The right to recall an elected representative before the completion of the term of office is present in very few democracies namely U.S.A., Switzerland, Philippines, Venezuela and British Columbia. The practical experience does not provide assurance in favour of the efficacy of this tool to reform the system. The success rate of the attempts to unseat an elected representative is in the range of 0 to 1%. On the assets side, it looks that the right to recall gives a power to the electorate to make the representative responsive and accountable. It is said that such a right will ensure at least minimum standards of behaviour. The actual implementation of the right to recall has shown that it is difficult to muster the required number of signatures before the appropriate authority to conduct the snap poll either of recall or a fresh bye-election. In situations, where the bar of signatures is achieved, it is mostly found that the member sought to be unseated has retained the seat or the new member has not been much different from the earlier one. In some cases, it has been an organised campaign to settle political scores mainly by the defeated candidate.

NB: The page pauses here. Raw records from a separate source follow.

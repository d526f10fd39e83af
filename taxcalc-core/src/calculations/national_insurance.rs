//! Class 1 National Insurance for one pay period.
//!
//! Thresholds are stored as annual figures and pro-rated to the pay
//! frequency. Employee NI is charged at the main rate between the primary
//! threshold and the upper earnings limit, and at the upper rate above it.
//! Employer NI is charged on all pay above the secondary threshold.

use serde::{Deserialize, Serialize};

use super::common::{apply_rate, scale, slice_between};
use super::error::CalculationError;
use super::snapshot::RateSnapshot;
use crate::models::{NationalInsuranceKey, PayFrequency, RateKey};

/// Thresholds after pro-ration to the pay period, in pence.
#[derive(Debug, Clone, Copy, PartialEq, Eq, Serialize, Deserialize)]
#[serde(rename_all = "camelCase")]
pub struct PeriodThresholds {
    pub primary_threshold: i64,
    pub upper_earnings_limit: i64,
    pub secondary_threshold: i64,
}

#[derive(Debug, Clone, PartialEq, Eq, Serialize, Deserialize)]
#[serde(rename_all = "camelCase")]
pub struct NationalInsuranceResult {
    pub pay: i64,
    pub frequency: PayFrequency,
    pub thresholds: PeriodThresholds,
    #[serde(rename = "employeeNI")]
    pub employee_ni: i64,
    #[serde(rename = "employerNI")]
    pub employer_ni: i64,
}

pub struct NationalInsuranceCalculator<'a> {
    rates: &'a RateSnapshot,
}

impl<'a> NationalInsuranceCalculator<'a> {
    pub fn new(rates: &'a RateSnapshot) -> Self {
        Self { rates }
    }

    /// NI due on `pay` for one period of `frequency`.
    ///
    /// # Errors
    ///
    /// [`CalculationError::NegativeIncome`] for negative pay, and
    /// [`CalculationError::MissingRate`] when a required row is absent.
    /// `secondary_threshold` falls back to the primary threshold and
    /// `employee_upper` to `employee_main`.
    pub fn calculate(
        &self,
        pay: i64,
        frequency: PayFrequency,
    ) -> Result<NationalInsuranceResult, CalculationError> {
        if pay < 0 {
            return Err(CalculationError::NegativeIncome(pay));
        }

        let thresholds = self.period_thresholds(frequency)?;
        let main_rate = self.require(NationalInsuranceKey::EmployeeMain)?;
        let upper_rate = self
            .get(NationalInsuranceKey::EmployeeUpper)
            .unwrap_or(main_rate);
        let employer_rate = self.require(NationalInsuranceKey::Employer)?;

        let main_slice = slice_between(
            pay,
            thresholds.primary_threshold,
            Some(thresholds.upper_earnings_limit),
        );
        let upper_slice = slice_between(pay, thresholds.upper_earnings_limit, None);
        let employee_ni = apply_rate(main_slice, main_rate) + apply_rate(upper_slice, upper_rate);

        let employer_slice = slice_between(pay, thresholds.secondary_threshold, None);
        let employer_ni = apply_rate(employer_slice, employer_rate);

        tracing::debug!(
            tax_year = %self.rates.tax_year(),
            pay,
            ?frequency,
            employee_ni,
            employer_ni,
            "national insurance calculated"
        );

        Ok(NationalInsuranceResult {
            pay,
            frequency,
            thresholds,
            employee_ni,
            employer_ni,
        })
    }

    /// Annual thresholds divided by the number of periods, rounded to the
    /// penny.
    pub fn period_thresholds(
        &self,
        frequency: PayFrequency,
    ) -> Result<PeriodThresholds, CalculationError> {
        let periods = frequency.periods_per_year();
        let primary = self.require(NationalInsuranceKey::PrimaryThreshold)?;
        let upper = self.require(NationalInsuranceKey::UpperEarningsLimit)?;
        let secondary = self
            .get(NationalInsuranceKey::SecondaryThreshold)
            .unwrap_or(primary);

        Ok(PeriodThresholds {
            primary_threshold: scale(primary, 1, periods),
            upper_earnings_limit: scale(upper, 1, periods),
            secondary_threshold: scale(secondary, 1, periods),
        })
    }

    fn get(&self, key: NationalInsuranceKey) -> Option<i64> {
        self.rates.get(RateKey::NationalInsurance(key))
    }

    fn require(&self, key: NationalInsuranceKey) -> Result<i64, CalculationError> {
        self.rates.require(RateKey::NationalInsurance(key))
    }
}

#[cfg(test)]
mod tests {
    use pretty_assertions::assert_eq;

    use super::*;
    use crate::calculations::snapshot::seeded_snapshot;
    use crate::seed::{SEED_TAX_YEAR, uk_2024_25};

    fn without(keys: &[NationalInsuranceKey]) -> RateSnapshot {
        let values = uk_2024_25().into_iter().filter(|(k, _)| {
            !keys
                .iter()
                .any(|key| *k == RateKey::NationalInsurance(*key))
        });
        RateSnapshot::from_values(SEED_TAX_YEAR, values)
    }

    #[test]
    fn annual_pay_above_upper_earnings_limit() {
        let rates = seeded_snapshot();
        let result = NationalInsuranceCalculator::new(&rates)
            .calculate(6_000_000, PayFrequency::Annual)
            .unwrap();

        // £37,700 at 8% + £9,730 at 2%
        assert_eq!(result.employee_ni, 301_600 + 19_460);
        // £50,900 at 13.8%
        assert_eq!(result.employer_ni, 702_420);
    }

    #[test]
    fn monthly_thresholds_are_pro_rated() {
        let rates = seeded_snapshot();
        let calc = NationalInsuranceCalculator::new(&rates);

        assert_eq!(
            calc.period_thresholds(PayFrequency::Monthly).unwrap(),
            PeriodThresholds {
                primary_threshold: 104_750,
                upper_earnings_limit: 418_917,
                secondary_threshold: 75_833,
            }
        );

        let result = calc.calculate(300_000, PayFrequency::Monthly).unwrap();
        // £1,952.50 at 8%
        assert_eq!(result.employee_ni, 15_620);
        // £2,241.67 at 13.8% = £309.35046
        assert_eq!(result.employer_ni, 30_935);
    }

    #[test]
    fn weekly_pay_between_secondary_and_primary_threshold() {
        let rates = seeded_snapshot();
        let result = NationalInsuranceCalculator::new(&rates)
            .calculate(20_000, PayFrequency::Weekly)
            .unwrap();

        assert_eq!(result.thresholds.primary_threshold, 24_173);
        assert_eq!(result.thresholds.secondary_threshold, 17_500);
        assert_eq!(result.employee_ni, 0);
        assert_eq!(result.employer_ni, 345);
    }

    #[test]
    fn ni_is_never_negative() {
        let rates = seeded_snapshot();
        let calc = NationalInsuranceCalculator::new(&rates);

        for frequency in [
            PayFrequency::Weekly,
            PayFrequency::Fortnightly,
            PayFrequency::FourWeekly,
            PayFrequency::Monthly,
            PayFrequency::Annual,
        ] {
            for pay in (0..8_000_000).step_by(77_777) {
                let result = calc.calculate(pay, frequency).unwrap();
                assert!(result.employee_ni >= 0);
                assert!(result.employer_ni >= 0);
            }
        }
    }

    #[test]
    fn upper_rate_defaults_to_main_rate() {
        let rates = without(&[NationalInsuranceKey::EmployeeUpper]);
        let result = NationalInsuranceCalculator::new(&rates)
            .calculate(6_000_000, PayFrequency::Annual)
            .unwrap();

        // £47,430 at 8%
        assert_eq!(result.employee_ni, 379_440);
    }

    #[test]
    fn secondary_threshold_defaults_to_primary_threshold() {
        let rates = without(&[NationalInsuranceKey::SecondaryThreshold]);
        let result = NationalInsuranceCalculator::new(&rates)
            .calculate(2_257_000, PayFrequency::Annual)
            .unwrap();

        assert_eq!(result.thresholds.secondary_threshold, 1_257_000);
        // £10,000 at 13.8%
        assert_eq!(result.employer_ni, 138_000);
    }

    #[test]
    fn negative_pay_is_rejected() {
        let rates = seeded_snapshot();
        assert_eq!(
            NationalInsuranceCalculator::new(&rates).calculate(-500, PayFrequency::Monthly),
            Err(CalculationError::NegativeIncome(-500))
        );
    }

    #[test]
    fn missing_employer_rate_is_reported() {
        let rates = without(&[NationalInsuranceKey::Employer]);
        assert_eq!(
            NationalInsuranceCalculator::new(&rates).calculate(100, PayFrequency::Annual),
            Err(CalculationError::MissingRate {
                key: RateKey::NationalInsurance(NationalInsuranceKey::Employer),
                tax_year: SEED_TAX_YEAR,
            })
        );
    }
}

Any proposed legislation for recall will have to provide for the issues and specific grounds under which a recall could be demanded. It just cannot be because it is the belief of some civil society members. The next question is that, if the power is to be vested in the people, the percentage of signatories to the recall petition has to be determined. In Canada, the requirement is 40% of the registered voters, Venezuela has put the minimum limit at 20%, in USA it is different for different States, and Philippines peg it at 15%. Britain has still not enacted any law in this regard. However, it is a part of the election manifesto of Conservative Party. There will have to be safeguards in the legislation to ensure that the right to recall is not misused as an erasing fluid to re-write the genuine results of a regular election.  Hence, there is a need for a lock-in period to disallow proposals of recall.

The State of Chhattisgarh has provided for the right to recall in municipal bodies under the Chhattisgarh Nagarpalika (Recall of President) Act. Critics point out that in such small governing bodies; such provisions are largely used to settle political scores rather than enforcing accountability of non-performing representatives.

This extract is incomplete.